There is still further growth possible. As we become more established in viewing ourselves as infinite, the infinity inside begins to infiltrate our perceptions, and we start to see that same infinity that pervades our individual existence, also pervading other individual existences. Eventually, we accord infinity to all objects in the cosmos. All of the play of activity in the universe is nothing but Gd’s play, Gd acting within His own nature. This is the ultimate evaluation of activity – it is all Gd’s virtual activity, taking place in the silent, non-active, infinite basis of creation. In fact, creation itself is seen as a kind of “virtual reality,” barely making a ripple on the surface of infinity. When we reach this level of development, we truly do not need to act at all. All action is virtual, but we are not caught up in this virtual activity. We ascribe everything to Gd, in Whose light we live. This is the highest level of faith, a faith built on knowledge and perception, which cannot be overcome by any force or any threat. This is the level we are all built to strive for.

The Sacks Haggadah

Essay 18: Ben Zoma and the Sages

Ben Zoma interpreted [you shall speak about the Exodus] “all the days of your life” to include the nights (i.e. during the Sh’ma in the Ma’ariv service). The Sages say that “all the days of your life” comes to include the Messianic Age. R. Sacks notes that although this passage is woven into the Haggadah, the actual Talmudic dispute (Berachot 1:5) is in regards to the Ma’ariv service. The continuation of the passage records a discussion of whether the Exodus from Egypt will continue to be recalled in the Messianic Age. The Messianic Age will begin with its own Exodus, when the exiles of Israel will be gathered in from the four corners of the earth. The Exodus from Egypt will pale in comparison. Nevertheless, even Ben Zoma’s interlocutors agree that we will continue to mention the Exodus from Egypt – it will just be secondary to the great miracles that will take place then, may it happen quickly, in our times!

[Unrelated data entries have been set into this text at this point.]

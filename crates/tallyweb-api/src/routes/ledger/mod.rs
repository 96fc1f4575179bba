//! Ledger routes - Transaction form, running totals, per-item log
//!
//! Features:
//! - Record a signed amount against an item (0-99)
//! - Summary of touched items with grand total
//! - Reset the current browser session
//!
//! Structure:
//! - api.rs: HTMX form endpoints
//! - page.rs: Full page rendering and shared fragments

pub mod api;
pub mod page;

pub use api::{htmx_ledger_reset, htmx_ledger_summary, htmx_transaction_store};
pub use page::page_ledger;
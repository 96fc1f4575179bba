//! Browser sessions, each owning one ledger
//!
//! Sessions live only in memory. A session is created when a browser without
//! a known id records or resets something, and is discarded after it has been
//! idle longer than the configured timeout or evicted when the store is full.

use chrono::{DateTime, Duration, Utc};
use std::collections::HashMap;
use tallyweb_config::{Config, LedgerMode};
use tallyweb_utils::generate_id;

use crate::ledger::Ledger;

/// One browser's state
#[derive(Debug, Clone)]
pub struct Session {
    pub id: String,
    pub ledger: Ledger,
    pub created_at: DateTime<Utc>,
    pub last_seen: DateTime<Utc>,
}

impl Session {
    fn new(id: String, mode: LedgerMode, now: DateTime<Utc>) -> Self {
        Self {
            id,
            ledger: Ledger::new(mode),
            created_at: now,
            last_seen: now,
        }
    }
}

/// All live sessions, keyed by session id
#[derive(Debug)]
pub struct SessionStore {
    sessions: HashMap<String, Session>,
    mode: LedgerMode,
    idle_timeout: Duration,
    max_sessions: usize,
}

impl SessionStore {
    pub fn new(mode: LedgerMode, idle_timeout: Duration, max_sessions: usize) -> Self {
        Self {
            sessions: HashMap::new(),
            mode,
            idle_timeout,
            max_sessions: max_sessions.max(1),
        }
    }

    pub fn from_config(config: &Config) -> Self {
        Self::new(
            config.ledger.mode,
            Duration::minutes(config.session.idle_timeout_minutes.min(i64::MAX as u64 / 60_000) as i64),
            config.session.max_sessions,
        )
    }

    /// Look up the session for `id`, creating a new one if it is unknown.
    pub fn session(&mut self, id: Option<&str>) -> &mut Session {
        self.session_at(id, Utc::now())
    }

    /// Same as [`SessionStore::session`] with an explicit clock
    pub fn session_at(&mut self, id: Option<&str>, now: DateTime<Utc>) -> &mut Session {
        self.prune_idle(now);

        // Unknown ids are never adopted; the browser gets a fresh one instead.
        let key = match id {
            Some(id) if self.sessions.contains_key(id) => id.to_string(),
            _ => {
                self.make_room();
                generate_id()
            }
        };

        let mode = self.mode;
        let session = self.sessions.entry(key.clone()).or_insert_with(|| {
            log::info!(target: "tallyweb::session", "Session created: {}", short_id(&key));
            Session::new(key.clone(), mode, now)
        });
        session.last_seen = now;
        session
    }

    /// Look up a live session without ever creating one.
    ///
    /// Refreshes the idle timer of the session it finds.
    pub fn existing(&mut self, id: Option<&str>) -> Option<&mut Session> {
        self.existing_at(id, Utc::now())
    }

    /// Same as [`SessionStore::existing`] with an explicit clock
    pub fn existing_at(&mut self, id: Option<&str>, now: DateTime<Utc>) -> Option<&mut Session> {
        self.prune_idle(now);
        let session = self.sessions.get_mut(id?)?;
        session.last_seen = now;
        Some(session)
    }

    /// Read-only lookup that does not refresh the idle timer
    pub fn get(&self, id: &str) -> Option<&Session> {
        self.sessions.get(id)
    }

    /// Throw away a session's ledger and start again with an empty one.
    ///
    /// A browser whose session is unknown or has expired gets a new session.
    pub fn reset(&mut self, id: Option<&str>) -> &mut Session {
        let mode = self.mode;
        let session = self.session(id);
        session.ledger = Ledger::new(mode);
        log::info!(target: "tallyweb::session", "Session reset: {}", short_id(&session.id));
        session
    }

    /// Drop sessions idle for longer than the timeout; returns how many went
    pub fn prune_idle(&mut self, now: DateTime<Utc>) -> usize {
        let timeout = self.idle_timeout;
        let before = self.sessions.len();
        self.sessions.retain(|id, session| {
            let keep = now - session.last_seen <= timeout;
            if !keep {
                log::info!(target: "tallyweb::session", "Session expired: {}", short_id(id));
            }
            keep
        });
        before - self.sessions.len()
    }

    /// Evict least recently seen sessions until one more fits
    fn make_room(&mut self) {
        while self.sessions.len() >= self.max_sessions {
            let oldest = self
                .sessions
                .values()
                .min_by_key(|session| session.last_seen)
                .map(|session| session.id.clone());
            match oldest {
                Some(id) => {
                    self.sessions.remove(&id);
                    log::info!(target: "tallyweb::session", "Session evicted: {}", short_id(&id));
                }
                None => break,
            }
        }
    }

    pub fn len(&self) -> usize {
        self.sessions.len()
    }

    pub fn is_empty(&self) -> bool {
        self.sessions.is_empty()
    }

    pub fn mode(&self) -> LedgerMode {
        self.mode
    }

    pub fn max_sessions(&self) -> usize {
        self.max_sessions
    }
}

/// Enough of an id to correlate log lines without printing the whole token
fn short_id(id: &str) -> &str {
    match id.char_indices().nth(8) {
        Some((pos, _)) => &id[..pos],
        None => id,
    }
}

We have begun to see the great miracles that Gd is creating for us in the establishment and the survival of the State of Israel. We have begun to see Gd’s Hand in gathering Jews from all over the world, from Russia, India, Ethiopia, even North America! In the most recent Gaza conflict there was one case of a rocket that was headed directly for a fancy residential high-rise in Tel Aviv. After the Iron Dome missed its intercept three times, a great wind came out of nowhere and literally blew the rocket out to sea. The secular soldier manning that particular Iron Dome battery ran screaming through the base shouting “There is a Gd, there is a Gd!” It is not too far-fetched to believe that as the neighborhood, and indeed the world, becomes more and more hostile to Israel, that we may see more and more such miracles, leading up to the Final Redemption. At that time the whole expanse of Jewish history, from the Patriarchs to the Exodus from Egypt, to the Revelation at Mt. Sinai, through all the ups and downs until that blessed time, will be clear to us – its patterns and its reasons. The the Unity of Gd will be a living reality for all of us, all the days (and nights) of our lives.